• _THE PROBLEM_
Wherever a line below holds the word "EQUALITY", copy that line.

Collected data

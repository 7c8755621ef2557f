//! Filter operators permitted per declared column type.

use supaforge_core::FilterOp;

const COMPARABLE: &[FilterOp] = &[
    FilterOp::Eq,
    FilterOp::Neq,
    FilterOp::Lt,
    FilterOp::Lte,
    FilterOp::Gt,
    FilterOp::Gte,
    FilterOp::In,
    FilterOp::Is,
];

const TEXT: &[FilterOp] = &[
    FilterOp::Eq,
    FilterOp::Neq,
    FilterOp::Like,
    FilterOp::Ilike,
    FilterOp::In,
    FilterOp::Is,
];

const CONTAINER: &[FilterOp] = &[FilterOp::Contains, FilterOp::ContainedBy, FilterOp::Is];

const BOOLEAN: &[FilterOp] = &[FilterOp::Eq, FilterOp::Neq, FilterOp::Is];

const EQUALITY: &[FilterOp] = &[FilterOp::Eq, FilterOp::Neq, FilterOp::In, FilterOp::Is];

/// Operators for a column of the given SQL type. Empty for types that
/// have no meaningful filter (binary, full-text vectors, geometry).
pub fn operators_for(data_type: &str) -> &'static [FilterOp] {
    let dt = data_type.trim().to_lowercase();

    if dt.ends_with("[]") || dt.starts_with('_') || dt == "array" {
        CONTAINER
    } else if dt.contains("json") || dt.contains("range") || dt == "hstore" {
        CONTAINER
    } else if dt.contains("bool") {
        BOOLEAN
    } else if dt.contains("int")
        || dt.contains("serial")
        || dt.contains("numeric")
        || dt.contains("decimal")
        || dt.contains("float")
        || dt.contains("double")
        || dt.contains("real")
        || dt.contains("money")
        || dt.contains("date")
        || dt.contains("time")
    {
        COMPARABLE
    } else if dt.contains("char") || dt == "text" || dt == "citext" || dt == "name" {
        TEXT
    } else if dt.contains("bytea") || dt.contains("tsvector") || dt.contains("geometry") {
        &[]
    } else {
        // uuid, enums and other user-defined scalars
        EQUALITY
    }
}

• _YOUR SOLUTION_
const EQUALITY: &[FilterOp] = &[FilterOp::Eq, FilterOp::Neq, FilterOp::In, FilterOp::Is];
        EQUALITY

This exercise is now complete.